** ENTRIES SUPPLIED follows **
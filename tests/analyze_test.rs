mod common;

use analyzer_service::services::providers::ProviderError;
use axum::http::{header, StatusCode};
use serde_json::json;
use tower::util::ServiceExt;

use common::{body_json, json_request, spawn_app, spawn_app_with_script, spawn_image_server};

#[tokio::test]
async fn malformed_json_body_is_rejected_without_any_model_call() {
    let app = spawn_app();

    let response = app
        .router
        .oneshot(json_request("/api/analyze", "{invalid"))
        .await
        .unwrap();

    assert_eq!(response.status(), StatusCode::BAD_REQUEST);
    let body = body_json(response).await;
    assert_eq!(body, json!({ "error": "Invalid JSON in request body" }));
    assert_eq!(app.vision.call_count(), 0);
}

#[tokio::test]
async fn missing_image_url_is_rejected() {
    let app = spawn_app();

    let response = app
        .router
        .oneshot(json_request("/api/analyze-detailed", "{}"))
        .await
        .unwrap();

    assert_eq!(response.status(), StatusCode::BAD_REQUEST);
    let body = body_json(response).await;
    assert_eq!(body["error"], "Image URL required");
    assert_eq!(app.vision.call_count(), 0);
}

#[tokio::test]
async fn unreachable_image_url_is_rejected_without_any_model_call() {
    let app = spawn_app();

    let request_body = json!({ "imageUrl": "http://127.0.0.1:9/no-such-image.jpg" }).to_string();
    let response = app
        .router
        .oneshot(json_request("/api/analyze", &request_body))
        .await
        .unwrap();

    assert_eq!(response.status(), StatusCode::BAD_REQUEST);
    let body = body_json(response).await;
    assert_eq!(body["error"], "Failed to fetch image from provided URL");
    assert_eq!(app.vision.call_count(), 0);
}

#[tokio::test]
async fn oversize_remote_image_is_rejected_without_any_model_call() {
    let app = spawn_app();
    let image_base = common::spawn_oversize_image_server().await;

    let request_body = json!({ "imageUrl": format!("{image_base}/image.jpg") }).to_string();
    let response = app
        .router
        .oneshot(json_request("/api/analyze", &request_body))
        .await
        .unwrap();

    assert_eq!(response.status(), StatusCode::BAD_REQUEST);
    let body = body_json(response).await;
    assert!(body["error"].as_str().unwrap().contains("byte limit"));
    assert_eq!(app.vision.call_count(), 0);
}

#[tokio::test]
async fn successful_analysis_is_stamped_with_metadata() {
    let app = spawn_app();
    let image_base = spawn_image_server().await;

    let request_body = json!({ "imageUrl": format!("{image_base}/image.jpg") }).to_string();
    let response = app
        .router
        .oneshot(json_request("/api/analyze", &request_body))
        .await
        .unwrap();

    assert_eq!(response.status(), StatusCode::OK);
    let body = body_json(response).await;
    assert_eq!(body["detailed_analysis"], "Mock analysis");
    assert_eq!(body["model_used"], common::PRIMARY_MODEL);
    assert_eq!(body["analysis_type"], "basic");
    assert!(body["analysis_id"].as_str().unwrap().starts_with("basic_"));
    assert!(body["processed_at"].is_string());
    assert_eq!(app.vision.call_count(), 1);
}

#[tokio::test]
async fn analysis_url_wins_over_image_url() {
    let app = spawn_app();
    let image_base = spawn_image_server().await;

    let request_body = json!({
        "imageUrl": "http://127.0.0.1:9/unreachable.jpg",
        "analysisUrl": format!("{image_base}/image.jpg")
    })
    .to_string();
    let response = app
        .router
        .oneshot(json_request("/api/analyze", &request_body))
        .await
        .unwrap();

    assert_eq!(response.status(), StatusCode::OK);
}

#[tokio::test]
async fn primary_failure_falls_back_to_secondary_model() {
    let app = spawn_app_with_script(vec![
        Err(ProviderError::ApiError("Anthropic API error 500".to_string())),
        Ok(r#"{"detailed_analysis":"Recovered by fallback"}"#.to_string()),
    ]);
    let image_base = spawn_image_server().await;

    let request_body = json!({ "imageUrl": format!("{image_base}/image.jpg") }).to_string();
    let response = app
        .router
        .oneshot(json_request("/api/analyze-detailed", &request_body))
        .await
        .unwrap();

    assert_eq!(response.status(), StatusCode::OK);
    let body = body_json(response).await;
    assert_eq!(body["detailed_analysis"], "Recovered by fallback");
    assert_eq!(body["model_used"], common::FALLBACK_MODEL);
    assert_eq!(app.vision.call_count(), 2);
}

#[tokio::test]
async fn double_failure_surfaces_both_attempt_details() {
    let app = spawn_app_with_script(vec![
        Err(ProviderError::Timeout(60)),
        Err(ProviderError::ApiError("still down".to_string())),
    ]);
    let image_base = spawn_image_server().await;

    let request_body = json!({ "imageUrl": format!("{image_base}/image.jpg") }).to_string();
    let response = app
        .router
        .oneshot(json_request("/api/analyze", &request_body))
        .await
        .unwrap();

    assert_eq!(response.status(), StatusCode::INTERNAL_SERVER_ERROR);
    let body = body_json(response).await;
    let error = body["error"].as_str().unwrap();
    assert!(error.contains("AI analysis failed"));
    assert!(error.contains(common::PRIMARY_MODEL));
    assert!(error.contains(common::FALLBACK_MODEL));
    assert_eq!(app.vision.call_count(), 2);
}

#[tokio::test]
async fn rate_limited_provider_yields_localized_429() {
    let app = spawn_app_with_script(vec![
        Err(ProviderError::RateLimited),
        Err(ProviderError::RateLimited),
    ]);
    let image_base = spawn_image_server().await;

    let request_body = json!({
        "imageUrl": format!("{image_base}/image.jpg"),
        "language": "ua"
    })
    .to_string();
    let response = app
        .router
        .oneshot(json_request("/api/analyze-comprehensive", &request_body))
        .await
        .unwrap();

    assert_eq!(response.status(), StatusCode::TOO_MANY_REQUESTS);
    assert_eq!(response.headers().get(header::RETRY_AFTER).unwrap(), "30");
    let body = body_json(response).await;
    assert_eq!(body["error_code"], "RATE_LIMIT_EXCEEDED");
    assert_eq!(body["retry_after"], 30);
    assert_eq!(body["error"], "Сервіс перевантажено, спробуйте пізніше.");
}

#[tokio::test]
async fn unparseable_reply_triggers_one_strict_requery() {
    let app = spawn_app_with_script(vec![
        Ok("The sample looks healthy overall, no JSON here.".to_string()),
        Ok(r#"{"detailed_analysis":"Strict retry answer"}"#.to_string()),
    ]);
    let image_base = spawn_image_server().await;

    let request_body = json!({ "imageUrl": format!("{image_base}/image.jpg") }).to_string();
    let response = app
        .router
        .oneshot(json_request("/api/analyze-detailed", &request_body))
        .await
        .unwrap();

    assert_eq!(response.status(), StatusCode::OK);
    let body = body_json(response).await;
    assert_eq!(body["detailed_analysis"], "Strict retry answer");
    // model_used reflects the model that answered, even when re-queried
    assert_eq!(body["model_used"], common::PRIMARY_MODEL);
    assert_eq!(app.vision.call_count(), 2);
}

#[tokio::test]
async fn legacy_zone_strings_are_remapped_with_scores() {
    let reply = json!({
        "zone_analysis": {
            "anterior": "Кончик розовый, оценка 82/100, без особенностей",
            "middle": "Центральная зона с легким налетом, оценка: 74",
            "posterior": "Корень без изменений",
            "lateral": "Края ровные, score 90/100"
        },
        "health_interpretation": "Хорошее общее состояние"
    })
    .to_string();
    let app = spawn_app_with_script(vec![Ok(reply)]);
    let image_base = spawn_image_server().await;

    let request_body = json!({ "imageUrl": format!("{image_base}/image.jpg") }).to_string();
    let response = app
        .router
        .oneshot(json_request("/api/analyze-comprehensive", &request_body))
        .await
        .unwrap();

    assert_eq!(response.status(), StatusCode::OK);
    let body = body_json(response).await;
    assert_eq!(body["zone_analysis"]["anterior"]["score"], 82);
    assert_eq!(body["zone_analysis"]["middle"]["score"], 74);
    // no score in the narrative falls back to the neutral default
    assert_eq!(body["zone_analysis"]["posterior"]["score"], 75);
    assert_eq!(body["zone_analysis"]["lateral"]["score"], 90);
    // mean of 82, 74, 75, 90
    assert_eq!(body["overall_score"], 80);
    assert_eq!(body["category"], "good");
    assert_eq!(body["analysis_type"], "comprehensive");
}

#[tokio::test]
async fn fenced_json_reply_is_recovered_without_requery() {
    let reply = "```json\n{\"detailed_analysis\": \"Fenced but fine\"}\n```".to_string();
    let app = spawn_app_with_script(vec![Ok(reply)]);
    let image_base = spawn_image_server().await;

    let request_body = json!({ "imageUrl": format!("{image_base}/image.jpg") }).to_string();
    let response = app
        .router
        .oneshot(json_request("/api/analyze-detailed", &request_body))
        .await
        .unwrap();

    assert_eq!(response.status(), StatusCode::OK);
    let body = body_json(response).await;
    assert_eq!(body["detailed_analysis"], "Fenced but fine");
    assert_eq!(app.vision.call_count(), 1);
}
//! Mock vision provider for tests and keyless dev runs.

use super::{ImagePayload, ProviderError, SamplingParams, VisionProvider};
use async_trait::async_trait;
use std::collections::VecDeque;
use std::sync::atomic::{AtomicU64, Ordering};
use std::sync::Mutex;

/// Scripted provider: pops one reply per call, in order. When the script is
/// exhausted it keeps returning `default_reply`.
pub struct MockVisionProvider {
    script: Mutex<VecDeque<Result<String, ProviderError>>>,
    default_reply: String,
    call_count: AtomicU64,
}

impl MockVisionProvider {
    pub fn new() -> Self {
        Self::with_script(Vec::new())
    }

    pub fn with_script(script: Vec<Result<String, ProviderError>>) -> Self {
        Self {
            script: Mutex::new(script.into()),
            default_reply: r#"{"detailed_analysis":"Mock analysis","zone_analysis":{"anterior":"ok","middle":"ok","posterior":"ok","lateral":"ok"},"health_interpretation":"Mock interpretation"}"#
                .to_string(),
            call_count: AtomicU64::new(0),
        }
    }

    pub fn call_count(&self) -> u64 {
        self.call_count.load(Ordering::SeqCst)
    }
}

impl Default for MockVisionProvider {
    fn default() -> Self {
        Self::new()
    }
}

#[async_trait]
impl VisionProvider for MockVisionProvider {
    async fn generate(
        &self,
        model: &str,
        _system_prompt: &str,
        _user_prompt: &str,
        _image: &ImagePayload,
        _params: &SamplingParams,
    ) -> Result<String, ProviderError> {
        self.call_count.fetch_add(1, Ordering::SeqCst);
        tracing::debug!(model = %model, "Mock vision provider invoked");

        let next = self
            .script
            .lock()
            .unwrap_or_else(|poisoned| poisoned.into_inner())
            .pop_front();

        match next {
            Some(reply) => reply,
            None => Ok(self.default_reply.clone()),
        }
    }
}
** End of ENTRIES SUPPLIED **
PROBLEM DESCRIPTION:
Quote, word for word, every line from the top of the entries through the line that holds "JSON in request".

RESPONSE BELOW:
filename tests/analyze_test.rs
mod common;

use analyzer_service::services::providers::ProviderError;
use axum::http::{header, StatusCode};
use serde_json::json;
use tower::util::ServiceExt;

use common::{body_json, json_request, spawn_app, spawn_app_with_script, spawn_image_server};

#[tokio::test]
async fn malformed_json_body_is_rejected_without_any_model_call() {
    let app = spawn_app();

    let response = app
        .router
        .oneshot(json_request("/api/analyze", "{invalid"))
        .await
        .unwrap();

    assert_eq!(response.status(), StatusCode::BAD_REQUEST);
    let body = body_json(response).await;
    assert_eq!(body, json!({ "error": "Invalid JSON in request body" }));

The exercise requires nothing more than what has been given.